Councillors didn’t mind that the bulk of the rest of the ‘necklace of green spaces’ in the Peace IV-funded Forth Meadow Community Greenway project are actual green spaces that meet Council’s definition of ‘open space’. Mackie’s stuck out like a sore thumb, no matter how officials and councillors tried to ignore the fact; and with the Planning Committee’s decision they changed the facts to suit the agenda.

Councillors didn’t mind that plans for Mackie’s were not equality screened until PPR complained about this breach of Council’s duties. They didn’t mind that the screening, when it was finally carried out, mirrored that for the greenway as a whole by ignoring the opportunity, cost and equality impacts of converting brownfield land with housing potential to parkland without any potential for homes.

Councillors didn’t mind that Council’s public engagement on the Mackie’s proposal, instead of asking people ‘how do you want this public land to be used?’, asked them what they’d like to see on the greenway once completed. (What definition of ‘participation’ does that meet?) Councillors didn’t mind that many of the people who the current plans ignore, including hostel residents and other homeless people, were never aware of its online survey, and wouldn’t have had the WiFi access or the mobile data to take part even if they had been.

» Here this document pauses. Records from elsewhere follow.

//! Command implementations

pub mod apply;
pub mod status;

use anyhow::Result;
use pgsession::{ConnectOptions, PgSession};

use crate::ui;

/// Open the one session an invocation uses
pub(crate) fn open_session(opts: &ConnectOptions) -> Result<PgSession> {
    let session = pgsession::connect(opts).map_err(converge::Error::from)?;
    Ok(session)
}

/// Release the session; a failed goodbye does not change the result
pub(crate) fn close_session(session: PgSession) {
    if let Err(e) = session.close() {
        log::warn!("Failed to close session cleanly: {e}");
    }
}

/// Render a failure as text on stderr, or as a JSON document on stdout
pub fn report_error(err: &anyhow::Error, json: bool) {
    let reconcile_err = err.downcast_ref::<converge::Error>();
    let msg = match reconcile_err {
        Some(e) => e.to_string(),
        None => format!("{err:#}"),
    };

    if json {
        let doc = serde_json::json!({
            "failed": true,
            "msg": msg,
            "kind": reconcile_err.map(|e| e.kind().as_str()),
        });
        println!("{doc}");
    } else {
        ui::error(&msg);
    }
}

Councillors didn’t mind that the Minister for Infrastructure, Nichola Mallon, whose Department is part funding the greenway proposals, had already informed officials in Council and The Department for Communities that all that’s needed for a greenway is a strip of land a few meters wide; and that social housing and greenways can and should be complementary. (For the record, Council’s plan appears to feature multiple strips and paths looping expansively through a broad stretch of empty land that could have been used for public housing development in the area facing the worst of our housing crisis.)

Councillors didn’t mind that legal and planning experts had written to inform them that elements of council’s report, on which the recommendation to approve the application was based, were incorrect, and had enumerated the areas of concern.

After Council’s decision, the over 1,400 West Belfast children who are growing up in families officially recognised as Full Duty Applicant homeless - a fair few of them constituents of councillors on the Planning Committee, and all of them co-citizens with the Council officials who are paid public money to protect their rights - went to sleep still homeless, their prospects for a change in their lives dimmer than before.

Councillors didn’t mind.

But we do, and so do the families of the #BuildHomesNow campaign.

The planning system doesn’t work for them, which is why we are building something new.

It’s time to #TakeBackTheCity.

* NIHE figures as of end March 2021.